Records shown Block Start
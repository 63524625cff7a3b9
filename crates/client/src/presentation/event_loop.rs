//! Pumps keyboard input, session ticks and rendering for the viewer.
use anyhow::Result;
use crossterm::event::{self, Event, KeyEventKind};
use region_map_core::display::SoundCue;
use region_map_core::{
    RegionMapEnv, RegionMapError, RegionMapSession, SessionError, SessionExit, SessionStatus,
    VirtualDisplay,
};
use tokio::time::{self, Duration, MissedTickBehavior};

use crate::input::{ButtonLatch, KeyAction, map_key};
use crate::presentation::{terminal::Tui, ui, view::MapView};

const FRAME_INTERVAL_MS: u64 = 16;

/// Sounds remembered across frames for the footer.
const SOUND_HISTORY: usize = 16;

/// How the loop ended.
#[derive(Debug)]
pub enum Outcome {
    /// The session closed and handed control back.
    Exited(SessionExit),
    /// The session aborted with an error.
    Aborted(SessionError),
    /// The user quit the viewer mid-session.
    Quit,
}

pub struct EventLoop<'a> {
    session: RegionMapSession,
    env: RegionMapEnv<'a>,
    display: VirtualDisplay,
    latch: ButtonLatch,
    sounds: Vec<SoundCue>,
}

impl<'a> EventLoop<'a> {
    pub fn new(session: RegionMapSession, env: RegionMapEnv<'a>, display: VirtualDisplay) -> Self {
        Self {
            session,
            env,
            display,
            latch: ButtonLatch::new(),
            sounds: Vec::new(),
        }
    }

    pub async fn run(mut self, terminal: &mut Tui) -> Result<Outcome> {
        let mut interval = time::interval(Duration::from_millis(FRAME_INTERVAL_MS));
        interval.set_missed_tick_behavior(MissedTickBehavior::Skip);

        loop {
            tokio::select! {
                _ = interval.tick() => {
                    if self.drain_keys(terminal)? {
                        tracing::info!("Viewer quit at phase {}", self.session.phase().as_str());
                        return Ok(Outcome::Quit);
                    }
                    if let Some(outcome) = self.step()? {
                        self.render(terminal)?;
                        return Ok(outcome);
                    }
                    self.render(terminal)?;
                }
                _ = tokio::signal::ctrl_c() => {
                    tracing::warn!("Interrupted");
                    return Ok(Outcome::Quit);
                }
            }
        }
    }

    /// Reads every pending terminal event; returns `true` on quit.
    fn drain_keys(&mut self, terminal: &mut Tui) -> Result<bool> {
        while event::poll(Duration::from_millis(0))? {
            match event::read()? {
                Event::Key(key) if key.kind != KeyEventKind::Release => match map_key(key) {
                    KeyAction::Quit => return Ok(true),
                    KeyAction::Press(buttons) => self.latch.press(buttons),
                    KeyAction::None => {}
                },
                Event::Resize(_, _) => {
                    terminal.autoresize()?;
                }
                _ => {}
            }
        }
        Ok(false)
    }

    /// Runs one session tick and advances the display by a frame.
    fn step(&mut self) -> Result<Option<Outcome>> {
        let input = self.latch.frame();
        let status = self.session.tick(&input, &self.env, &mut self.display);
        self.display.end_frame();
        self.collect_sounds();

        match status {
            Ok(SessionStatus::Running) => Ok(None),
            Ok(SessionStatus::Finished(exit)) => Ok(Some(Outcome::Exited(exit))),
            Err(error) => {
                tracing::error!(
                    code = error.error_code(),
                    severity = error.severity().as_str(),
                    "Session aborted: {}",
                    error
                );
                Ok(Some(Outcome::Aborted(error)))
            }
        }
    }

    fn collect_sounds(&mut self) {
        let played = self.display.take_sounds();
        if played.is_empty() {
            return;
        }
        for sound in &played {
            tracing::debug!("Sound: {}", sound);
        }
        self.sounds.extend(played);
        let excess = self.sounds.len().saturating_sub(SOUND_HISTORY);
        self.sounds.drain(..excess);
    }

    fn render(&self, terminal: &mut Tui) -> Result<()> {
        let view = MapView::build(&self.session, &self.display, &self.env, &self.sounds);
        ui::render(terminal, &view)
    }
}
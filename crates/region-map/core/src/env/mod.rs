//! Read-only world data the region map consults.
//!
//! Static tables (section metadata, region grids, dungeon descriptors, fly
//! destinations) and save-data views (overworld position, visitation) are
//! exposed as oracles. [`RegionMapEnv`] bundles them so the session can reach
//! everything without coupling to concrete implementations.
mod dungeon;
mod fly;
mod lookup;
mod overworld;
mod progress;
mod section;

pub use dungeon::{DungeonDescriptor, DungeonOracle, PreviewAssets};
pub use fly::{FlyDestination, FlyOracle, WarpRequest, resolve_fly_destination};
pub use lookup::{MapSectionLookup, RegionLayout};
pub use overworld::{MapKind, MapLocation, OverworldOracle, PlayerAvatar};
pub use progress::{ProgressOracle, VisitLog};
pub use section::{SectionMetadata, SectionTable, Span};

use crate::types::{Layer, Position, Region, SectionId, SectionType};

/// Aggregates the oracles a session reads every tick.
#[derive(Clone, Copy)]
pub struct RegionMapEnv<'a> {
    pub lookup: &'a MapSectionLookup,
    pub dungeons: &'a dyn DungeonOracle,
    pub fly: &'a dyn FlyOracle,
    pub overworld: &'a dyn OverworldOracle,
    pub progress: &'a dyn ProgressOracle,
}

impl<'a> RegionMapEnv<'a> {
    pub fn new(
        lookup: &'a MapSectionLookup,
        dungeons: &'a dyn DungeonOracle,
        fly: &'a dyn FlyOracle,
        overworld: &'a dyn OverworldOracle,
        progress: &'a dyn ProgressOracle,
    ) -> Self {
        Self {
            lookup,
            dungeons,
            fly,
            overworld,
            progress,
        }
    }

    /// Section occupying `position` of `layer`.
    pub fn section_at(&self, region: Region, layer: Layer, position: Position) -> SectionId {
        self.lookup.section_at(region, layer, position.y, position.x)
    }

    /// Visitation type of `section`; empty cells are always [`SectionType::None`].
    pub fn section_type(&self, layer: Layer, section: SectionId) -> SectionType {
        if section.is_none() {
            SectionType::None
        } else {
            self.progress.section_type(layer, section)
        }
    }
}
Records shown Block End
### [What you need to do]
All lines above containing the string "KeyEventKind": copy each one.

### [Completed task]
use crossterm::event::{self, Event, KeyEventKind};
                Event::Key(key) if key.kind != KeyEventKind::Release => match map_key(key) {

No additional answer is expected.